Она была так восхительно непохожа на это самое "движимое имущество", что просто невозможно было от нее оторваться.
И я двигался по улице боком, наподобие краба.
Она знала, что я иду боком; знала, в каком месте на углу стоит постовой "бобби", она знала все вокруг. И, увидев, что я удаляюсь, она стала со мной кокетничать. Она склонила головку на плечо, как собачка, которая просит, чтобы ей дали печенья, и взглянула на меня сквозь спутанные кудри. Она улыбнулась – улыбнулся и я, сворачивая за угол. По улице зацокали подковки башмачков, и она тоже показалась из-за угла. Она и на тротуаре имела занятный вид, а встав на ноги, сделалась еще забавнее. От ее шляпы, а шляпа была на большую девочку, остались одни воспоминания. Этот головной убор она нахлобучила на голову, и он съехал на затылок. Коротенькая красная юбочка светилась дырами, загорелые голые ножки были всунуты в дамские ботинки. Она шаркала за мною, стегая своей веточкой по ограде. Поравняется со мной, взглянет исподтишка на мой цилиндр и снова отстанет.
Прохожие смотрели на нее во все глаза, но она не обращала на них внимания.
На Оксфорд-стрит мы остановились и поговорили. Весь разговор состоял из одной фразы:
– Хочешь конфетку?
Я ушел, а она осталась с медяком за щекой, глядя мне вслед огромными черными глазами, стегая веточкой по стеклу витрины.
А когда я еще раз обернулся, она танцевала с другими ребятишками под звуки шарманки, и ее юбочка красным волчком вертелась по запруженной толпою улице.
BEL COLORE {*}
Перевод Е. Лидиной
{* Здесь – красочная картинка (итал.).}
По одну сторону дороги – оливковая роща. По другую – утопающая в розах светло-желтая вилла с выгоревшими на солнце ставнями и стертым именем владельца на воротах. Перед ней, средь густого кустарника, наклонно растет неподрезанная высокая пальма; рядом висит на веревке чье-то темно-красное платье. Откровенность постоянной сиесты!
Небо над головой сапфировое, окрашенное золотом на закате; ветерок шуршит в пальмовых листьях; позвякивает колокольчик пасущейся вблизи козы; тянет дымком, и квакают лягушки.
В потускневшей клетке на окне второго этажа желтоголовый попугай тянет гнусаво: "Никули, нико-ля!"

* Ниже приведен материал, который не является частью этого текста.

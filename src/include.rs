//! `!include` directive resolution
//!
//! Definition files may reference other files through the `!include
//! <relative-path>` scalar tag. The referenced file is parsed with the same
//! directive support and its value replaces the directive node in place.
//! Paths resolve relative to the directory of the file being parsed, so
//! nested includes stay relative to themselves.
//!
//! The in-progress file set is tracked to fail fast on circular chains
//! instead of recursing until resource exhaustion.

use std::path::{Path, PathBuf};

use log::debug;
use serde_yaml::Value;

use crate::config_file::LoadError;

const INCLUDE_TAG: &str = "!include";

/// Parse a file and resolve every `!include` directive it contains.
///
/// # Errors
///
/// Returns `LoadError` if any file in the include chain is missing or
/// malformed, or if the chain is circular.
pub fn resolve_file(path: &Path) -> Result<Value, LoadError> {
    let mut in_progress = Vec::new();
    load_resolved(path, &mut in_progress)
}

fn load_resolved(path: &Path, in_progress: &mut Vec<PathBuf>) -> Result<Value, LoadError> {
    let canonical = path
        .canonicalize()
        .map_err(|source| LoadError::NotFound {
            path: path.to_path_buf(),
            source,
        })?;
    if in_progress.contains(&canonical) {
        let chain = in_progress
            .iter()
            .map(|p| p.display().to_string())
            .collect::<Vec<_>>()
            .join(" -> ");
        return Err(LoadError::CircularInclude {
            path: path.to_path_buf(),
            chain,
        });
    }

    let contents = std::fs::read_to_string(&canonical).map_err(|source| LoadError::NotFound {
        path: path.to_path_buf(),
        source,
    })?;
    let value: Value = if path.extension().is_some_and(|ext| ext == "json") {
        // Legacy JSON documents go through the same value model, without
        // include support (JSON has no tags).
        serde_json::from_str(&contents).map_err(|source| LoadError::Json {
            path: path.to_path_buf(),
            source,
        })?
    } else {
        serde_yaml::from_str(&contents).map_err(|source| LoadError::Yaml {
            path: path.to_path_buf(),
            source,
        })?
    };

    in_progress.push(canonical.clone());
    let dir = canonical
        .parent()
        .map_or_else(|| PathBuf::from("."), Path::to_path_buf);
    let resolved = resolve_value(value, &canonical, &dir, in_progress);
    in_progress.pop();
    resolved
}

fn resolve_value(
    value: Value,
    file: &Path,
    dir: &Path,
    in_progress: &mut Vec<PathBuf>,
) -> Result<Value, LoadError> {
    match value {
        Value::Tagged(tagged) if tagged.tag == INCLUDE_TAG => {
            let Some(rel) = tagged.value.as_str() else {
                return Err(LoadError::Validation {
                    path: file.to_path_buf(),
                    message: "!include expects a relative path string".to_string(),
                });
            };
            let target = dir.join(rel);
            debug!("Resolving include {} from {}", rel, file.display());
            load_resolved(&target, in_progress)
        }
        Value::Tagged(tagged) => Err(LoadError::Validation {
            path: file.to_path_buf(),
            message: format!("Unsupported directive '{}'", tagged.tag),
        }),
        Value::Sequence(seq) => seq
            .into_iter()
            .map(|v| resolve_value(v, file, dir, in_progress))
            .collect::<Result<Vec<_>, _>>()
            .map(Value::Sequence),
        Value::Mapping(map) => {
            let mut resolved = serde_yaml::Mapping::new();
            for (key, val) in map {
                resolved.insert(key, resolve_value(val, file, dir, in_progress)?);
            }
            Ok(Value::Mapping(resolved))
        }
        scalar => Ok(scalar),
    }
}

/// Splice entries that are themselves sequences into the surrounding list.
///
/// Used to normalize a task's `commands` and a pipeline's `tasks` after
/// include resolution, where an include pointing at a multi-entry file leaves
/// a nested sequence in list position.
#[must_use]
pub fn flatten_nested(entries: Vec<Value>) -> Vec<Value> {
    let mut flat = Vec::with_capacity(entries.len());
    for entry in entries {
        match entry {
            Value::Sequence(inner) => flat.extend(inner),
            other => flat.push(other),
        }
    }
    flat
}

#[cfg(test)]
mod tests {
    use super::*;

    fn write(dir: &Path, name: &str, content: &str) -> PathBuf {
        let path = dir.join(name);
        std::fs::write(&path, content).unwrap();
        path
    }

    #[test]
    fn test_include_replaces_directive_with_file_content() {
        let dir = tempfile::tempdir().unwrap();
        write(dir.path(), "sibling.yaml", "name: included\nvalue: 42\n");
        let root = write(dir.path(), "root.yaml", "!include sibling.yaml\n");

        let resolved = resolve_file(&root).unwrap();
        assert_eq!(resolved.get("name").and_then(Value::as_str), Some("included"));
        assert_eq!(resolved.get("value").and_then(Value::as_i64), Some(42));
    }

    #[test]
    fn test_nested_include_resolves_relative_to_including_file() {
        let dir = tempfile::tempdir().unwrap();
        std::fs::create_dir(dir.path().join("sub")).unwrap();
        write(dir.path(), "root.yaml", "inner: !include sub/mid.yaml\n");
        // leaf.yaml is referenced relative to sub/, not the top-level file
        write(&dir.path().join("sub"), "mid.yaml", "leaf: !include leaf.yaml\n");
        write(&dir.path().join("sub"), "leaf.yaml", "done\n");

        let resolved = resolve_file(&dir.path().join("root.yaml")).unwrap();
        let leaf = resolved.get("inner").and_then(|v| v.get("leaf"));
        assert_eq!(leaf.and_then(Value::as_str), Some("done"));
    }

    #[test]
    fn test_missing_include_fails_with_not_found() {
        let dir = tempfile::tempdir().unwrap();
        let root = write(dir.path(), "root.yaml", "inner: !include nope.yaml\n");

        let err = resolve_file(&root).unwrap_err();
        match err {
            LoadError::NotFound { path, .. } => {
                assert!(path.ends_with("nope.yaml"), "got: {}", path.display());
            }
            other => panic!("Expected NotFound, got: {other:?}"),
        }
    }

    #[test]
    fn test_circular_include_fails_fast() {
        let dir = tempfile::tempdir().unwrap();
        write(dir.path(), "a.yaml", "next: !include b.yaml\n");
        write(dir.path(), "b.yaml", "next: !include a.yaml\n");

        let err = resolve_file(&dir.path().join("a.yaml")).unwrap_err();
        match err {
            LoadError::CircularInclude { path, chain } => {
                assert!(path.ends_with("a.yaml"));
                assert!(chain.contains("b.yaml"));
            }
            other => panic!("Expected CircularInclude, got: {other:?}"),
        }
    }

    #[test]
    fn test_self_include_fails_fast() {
        let dir = tempfile::tempdir().unwrap();
        let root = write(dir.path(), "self.yaml", "inner: !include self.yaml\n");
        assert!(matches!(
            resolve_file(&root).unwrap_err(),
            LoadError::CircularInclude { .. }
        ));
    }

    #[test]
    fn test_include_in_list_position() {
        let dir = tempfile::tempdir().unwrap();
        write(dir.path(), "extra.yaml", "- two\n- three\n");
        let root = write(dir.path(), "root.yaml", "items:\n  - one\n  - !include extra.yaml\n");

        let resolved = resolve_file(&root).unwrap();
        let items = resolved.get("items").and_then(Value::as_sequence).unwrap();
        // The directive node is replaced in place; flattening is a separate
        // normalization step.
        assert_eq!(items.len(), 2);
        let flat = flatten_nested(items.clone());
        let names: Vec<_> = flat.iter().filter_map(Value::as_str).collect();
        assert_eq!(names, vec!["one", "two", "three"]);
    }

    #[test]
    fn test_flatten_preserves_order() {
        let entries = vec![
            Value::String("a".to_string()),
            Value::Sequence(vec![
                Value::String("b".to_string()),
                Value::String("c".to_string()),
            ]),
            Value::String("d".to_string()),
        ];
        let names: Vec<_> = flatten_nested(entries)
            .into_iter()
            .map(|v| v.as_str().unwrap().to_string())
            .collect();
        assert_eq!(names, vec!["a", "b", "c", "d"]);
    }

    #[test]
    fn test_unknown_tag_rejected() {
        let dir = tempfile::tempdir().unwrap();
        let root = write(dir.path(), "root.yaml", "value: !secret xyz\n");
        assert!(matches!(
            resolve_file(&root).unwrap_err(),
            LoadError::Validation { .. }
        ));
    }
}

Трое детей, проходящих мимо, поднимают головы. Солнце бьет им в глаза. "Попка-царапка! Попка!" – кричат они. Старший из них, светлоголовый мальчик-англичанин, не торопится уходить, и, пока он медлит, на крыльце появляется девочка в красном коротком платье. Щеки у нее алеют, как мак, глаза черные, блестящие, волосы пышные, темно-русые. Мальчик порывисто снимает шляпу, краснеет и все не двигается с места. Но девочка уходит, помахивая связкой учебников; на одну секунду обернувшись, она бросает быстрый взгляд на мальчика и звонким голосом кричит, повторяя слышанное, как ее попугай в окошке:
– И-ди спать не-мед-лен-но, непослушный мальчишка!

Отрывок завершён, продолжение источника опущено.